Nobe Koji, Miyatake Mari, Sone Tomoko, Honda Kazuo
Department of Pharmacology, School of Pharmaceutical Sciences, Showa University, 1-5-8 Hatanodai, Shinagawa-ku, Tokyo 142-0555, Japan.
J Pharmacol Exp Ther. 2006 Aug;318(2):530-9. doi: 10.1124/jpet.106.105015. Epub 2006 May 12.

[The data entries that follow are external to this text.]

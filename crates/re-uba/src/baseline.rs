//! BaselineHasher: `spec.md` §4.12. Grounded on
//! `hnmp/engine/host_normalizer.py`'s facts-only aggregation into observed
//! multisets, generalized here to accept any mix of host/process events for
//! one identity over one window.

use re_records::{Baseline, Clock, HostEvent, IdSource, ObservedFeatures, ProcessEvent};

use crate::error::Result;

/// Builds an `ObservedFeatures` multiset from raw events, then hashes it.
/// Drift is detected by comparing hashes across baselines, never by
/// re-deriving the multiset from a stored hash (hashes are one-way).
pub struct BaselineHasher;

impl BaselineHasher {
    /// Fold host events into the observed multiset: one count per event
    /// type, host, hour-truncated time bucket, and (when present in
    /// `event_data`) privilege level.
    pub fn observe_host_events(features: &mut ObservedFeatures, events: &[HostEvent]) {
        for event in events {
            *features
                .event_types
                .entry(format!("{:?}", event.event_type))
                .or_insert(0) += 1;
            *features.hosts.entry(event.host_id.clone()).or_insert(0) += 1;
            *features
                .time_buckets
                .entry(hour_bucket(&event.timestamp))
                .or_insert(0) += 1;
            if let Some(privilege) = event.event_data.get("privilege").and_then(|v| v.as_str()) {
                *features.privileges.entry(privilege.to_string()).or_insert(0) += 1;
            }
        }
    }

    pub fn observe_process_events(features: &mut ObservedFeatures, events: &[ProcessEvent]) {
        for event in events {
            *features
                .event_types
                .entry(format!("{:?}", event.event_type))
                .or_insert(0) += 1;
            *features.hosts.entry(event.host_id.clone()).or_insert(0) += 1;
            *features
                .time_buckets
                .entry(hour_bucket(&event.timestamp))
                .or_insert(0) += 1;
        }
    }

    /// Compute the canonical hash and wrap it in a stamped `Baseline`
    /// record for the given identity.
    pub fn seal(
        identity_id: impl Into<String>,
        observed: ObservedFeatures,
        ids: &mut impl IdSource,
        clock: &impl Clock,
    ) -> Result<Baseline> {
        let baseline_hash = Baseline::compute_hash(&observed)?;
        Ok(Baseline {
            baseline_id: ids.next_id().to_string(),
            identity_id: identity_id.into(),
            observed,
            baseline_hash,
            computed_at: clock.now_rfc3339(),
        })
    }
}

/// Truncate an RFC3339 timestamp to its hour, e.g. `2026-01-01T09:00:00.000Z`
/// -> `2026-01-01T09`. A fixed-width textual bucket, not a parsed duration.
fn hour_bucket(timestamp: &str) -> String {
    timestamp.get(0..13).unwrap_or(timestamp).to_string()
}

#[cfg(test)]
mod tests {
    use super::*;
    use re_records::{FixedClock, HostEventType, SeededIdSource};
    use serde_json::json;
    use uuid::Uuid;

    #[test]
    fn observing_same_events_yields_same_hash() {
        let mut ids = SeededIdSource::new([Uuid::nil(), Uuid::nil()]);
        let clock = FixedClock("2026-01-01T09:00:00.000Z".into());
        let event = HostEvent::new(
            HostEventType::UserLogin,
            "host-1",
            "alice",
            json!({}),
            "linux-agent",
            &mut ids,
            &clock,
        )
        .unwrap();

        let mut first = ObservedFeatures::default();
        BaselineHasher::observe_host_events(&mut first, std::slice::from_ref(&event));
        let mut second = ObservedFeatures::default();
        BaselineHasher::observe_host_events(&mut second, std::slice::from_ref(&event));

        assert_eq!(
            Baseline::compute_hash(&first).unwrap(),
            Baseline::compute_hash(&second).unwrap()
        );
    }

    #[test]
    fn hour_bucket_truncates_to_the_hour() {
        assert_eq!(hour_bucket("2026-01-01T09:42:17.000Z"), "2026-01-01T09");
    }
}
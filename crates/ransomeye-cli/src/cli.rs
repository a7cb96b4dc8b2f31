//! Top-level command surface. Each domain gets its own nested subcommand
//! enum, following `installer/metanode/src/main.rs`'s `Commands` ->
//! `XyzOperation` nesting.

use clap::{Parser, Subcommand};

use crate::commands::{bundle, dispatch, ledger, replay, risk, router, uba};

#[derive(Parser)]
#[command(name = "ransomeye")]
#[command(about = "RansomEye trust spine: canonical records, the audit ledger, policy routing, and signed command dispatch")]
#[command(version)]
pub struct Cli {
    #[command(subcommand)]
    pub command: Commands,

    /// Enable debug-level logging.
    #[arg(short, long, global = true)]
    pub verbose: bool,
}

#[derive(Subcommand)]
pub enum Commands {
    /// Policy bundle loading and verification.
    Bundle {
        #[command(subcommand)]
        operation: bundle::BundleCommand,
    },
    /// Append-only ledger operations.
    Ledger {
        #[command(subcommand)]
        operation: ledger::LedgerCommand,
    },
    /// Alert routing against a policy bundle.
    Router {
        #[command(subcommand)]
        operation: router::RouterCommand,
    },
    /// Signed command construction and dispatch.
    Dispatch {
        #[command(subcommand)]
        operation: dispatch::DispatchCommand,
    },
    /// Offline ledger replay and validation.
    Replay {
        #[command(subcommand)]
        operation: replay::ReplayCommand,
    },
    /// Risk score normalization and export.
    Risk {
        #[command(subcommand)]
        operation: risk::RiskCommand,
    },
    /// User/entity behavior baseline, drift, and signal composition.
    Uba {
        #[command(subcommand)]
        operation: uba::UbaCommand,
    },
}

pub fn dispatch(command: Commands) -> anyhow::Result<()> {
    match command {
        Commands::Bundle { operation } => bundle::run(operation),
        Commands::Ledger { operation } => ledger::run(operation),
        Commands::Router { operation } => router::run(operation),
        Commands::Dispatch { operation } => dispatch::run(operation),
        Commands::Replay { operation } => replay::run(operation),
        Commands::Risk { operation } => risk::run(operation),
        Commands::Uba { operation } => uba::run(operation),
    }
}
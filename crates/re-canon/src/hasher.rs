//! Deterministic chunked file hashing.
//!
//! Grounded on `killchain-forensics/evidence/hasher.py`: SHA-256 over a file
//! read in fixed-size chunks, required to be byte-identical to hashing the
//! whole file at once.

use std::fs::File;
use std::io::{Read, Write};
use std::path::{Path, PathBuf};

use flate2::{Compression, GzBuilder};
use sha2::{Digest, Sha256};

#[derive(Debug, thiserror::Error)]
pub enum FileHashError {
    #[error("file not found: {0}")]
    NotFound(PathBuf),
    #[error("failed to read {path}: {source}")]
    Io {
        path: PathBuf,
        #[source]
        source: std::io::Error,
    },
}

/// SHA-256 of a file's contents, hex-encoded, reading in `chunk_size`-byte
/// chunks. Deterministic regardless of chunk size.
pub fn sha256_of_file(path: &Path, chunk_size: usize) -> Result<String, FileHashError> {
    if !path.exists() {
        return Err(FileHashError::NotFound(path.to_path_buf()));
    }
    let mut file = File::open(path).map_err(|source| FileHashError::Io {
        path: path.to_path_buf(),
        source,
    })?;
    let mut hasher = Sha256::new();
    let mut buf = vec![0u8; chunk_size.max(1)];
    loop {
        let n = file.read(&mut buf).map_err(|source| FileHashError::Io {
            path: path.to_path_buf(),
            source,
        })?;
        if n == 0 {
            break;
        }
        hasher.update(&buf[..n]);
    }
    Ok(hex::encode(hasher.finalize()))
}

/// Verify that `path` hashes to `expected_hash`, failing closed on mismatch.
pub fn verify_file_hash(path: &Path, expected_hash: &str) -> Result<bool, FileHashError> {
    let actual = sha256_of_file(path, 4096)?;
    Ok(actual == expected_hash)
}

/// Gzip `bytes` with the mtime zeroed and no embedded filename, so the same
/// input always produces the same compressed output byte-for-byte.
/// Grounded on `killchain-forensics/evidence/compressor.py`'s
/// `compress_deterministic`.
pub fn gzip_deterministic(bytes: &[u8]) -> Vec<u8> {
    let mut encoder = GzBuilder::new().mtime(0).write(Vec::new(), Compression::default());
    encoder
        .write_all(bytes)
        .expect("writing to an in-memory buffer cannot fail");
    encoder.finish().expect("finishing an in-memory gzip stream cannot fail")
}

/// Read `path`, gzip it deterministically, and write the result to
/// `out_path`. Returns the SHA-256 of the compressed bytes and their length.
pub fn gzip_file_deterministic(path: &Path, out_path: &Path) -> Result<(String, u64), FileHashError> {
    if !path.exists() {
        return Err(FileHashError::NotFound(path.to_path_buf()));
    }
    let bytes = std::fs::read(path).map_err(|source| FileHashError::Io {
        path: path.to_path_buf(),
        source,
    })?;
    let compressed = gzip_deterministic(&bytes);
    std::fs::write(out_path, &compressed).map_err(|source| FileHashError::Io {
        path: out_path.to_path_buf(),
        source,
    })?;
    let mut hasher = Sha256::new();
    hasher.update(&compressed);
    Ok((hex::encode(hasher.finalize()), compressed.len() as u64))
}

#[cfg(test)]
mod tests {
    use super::*;
    use std::io::Write;

    #[test]
    fn chunked_hash_matches_whole_file_hash() {
        let mut file = tempfile::NamedTempFile::new().unwrap();
        let data = vec![7u8; 10_000];
        file.write_all(&data).unwrap();
        file.flush().unwrap();

        let small_chunks = sha256_of_file(file.path(), 17).unwrap();
        let one_chunk = sha256_of_file(file.path(), 1 << 20).unwrap();
        assert_eq!(small_chunks, one_chunk);
    }

    #[test]
    fn missing_file_errors() {
        let err = sha256_of_file(Path::new("/nonexistent/does-not-exist"), 4096).unwrap_err();
        assert!(matches!(err, FileHashError::NotFound(_)));
    }

    #[test]
    fn verify_detects_mismatch() {
        let mut file = tempfile::NamedTempFile::new().unwrap();
        file.write_all(b"hello world").unwrap();
        file.flush().unwrap();
        assert!(!verify_file_hash(file.path(), "deadbeef").unwrap());
    }

    #[test]
    fn gzip_deterministic_is_reproducible() {
        let first = gzip_deterministic(b"same bytes every time");
        let second = gzip_deterministic(b"same bytes every time");
        assert_eq!(first, second);
    }

    #[test]
    fn gzip_deterministic_output_differs_from_input() {
        let compressed = gzip_deterministic(b"hello world");
        assert_ne!(compressed, b"hello world");
        assert!(compressed.starts_with(&[0x1f, 0x8b]));
    }

    #[test]
    fn gzip_file_deterministic_reproduces_same_hash_on_recompression() {
        let mut src = tempfile::NamedTempFile::new().unwrap();
        src.write_all(b"forensic payload bytes").unwrap();
        src.flush().unwrap();

        let out_a = tempfile::NamedTempFile::new().unwrap();
        let out_b = tempfile::NamedTempFile::new().unwrap();
        let (hash_a, len_a) = gzip_file_deterministic(src.path(), out_a.path()).unwrap();
        let (hash_b, len_b) = gzip_file_deterministic(src.path(), out_b.path()).unwrap();

        assert_eq!(hash_a, hash_b);
        assert_eq!(len_a, len_b);
    }
}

Vascular endothelial cells (ECs), which regulate vascular tonus, serve as a barrier at the interface of vascular tissue. It is generally believed that alteration of this barrier is correlated with diabetic complications; however, a detailed mechanism has not been elucidated. This study examined alteration of bovine arterial EC functions stimulated by a thromboxane A2 analog (9,11-dideoxy-11 alpha,9 alpha-epoxymethano prostaglandin F(2 alpha); U46619) under normal and high-glucose (HG) conditions. U46619 treatment increased EC layer permeability in a time- and dose-dependent fashion. This response initially disrupted calcium-dependent EC-to-EC connections, namely, vascular endothelial cadherin (VE-CaD). Thereafter, EC force development in association with morphological changes was detected employing a reconstituted EC fiber technique, resulting in paracellular hole formation in the EC layer. Thus, we confirmed that U46619-induced enhancement of EC layer permeability involves these sequential steps. Similar trials were performed using a concentration twice that of normal glucose (22.2 mM glucose for 48 h). This treatment significantly enhanced U46619-induced EC layer permeability; furthermore, increases in both rate of VE-CaD disruption and EC fiber contraction were evident. Inhibition of calcium-independent protein kinase C and diacylglycerol kinase indicated that the glucose-dependent increase in VE-CaD disruption was mediated by a calcium-independent mechanism. Moreover, EC contraction was regulated by a typical calcium-independent pathway associated with rho kinase and actin stress fiber. Contraction was also enhanced under HG conditions. This investigation revealed that glucose-dependent enhancement of EC layer permeability is related to increases in VE-CaD disruption and EC contraction. Increases in both parameters were mediated by alteration of a calcium-independent pathway.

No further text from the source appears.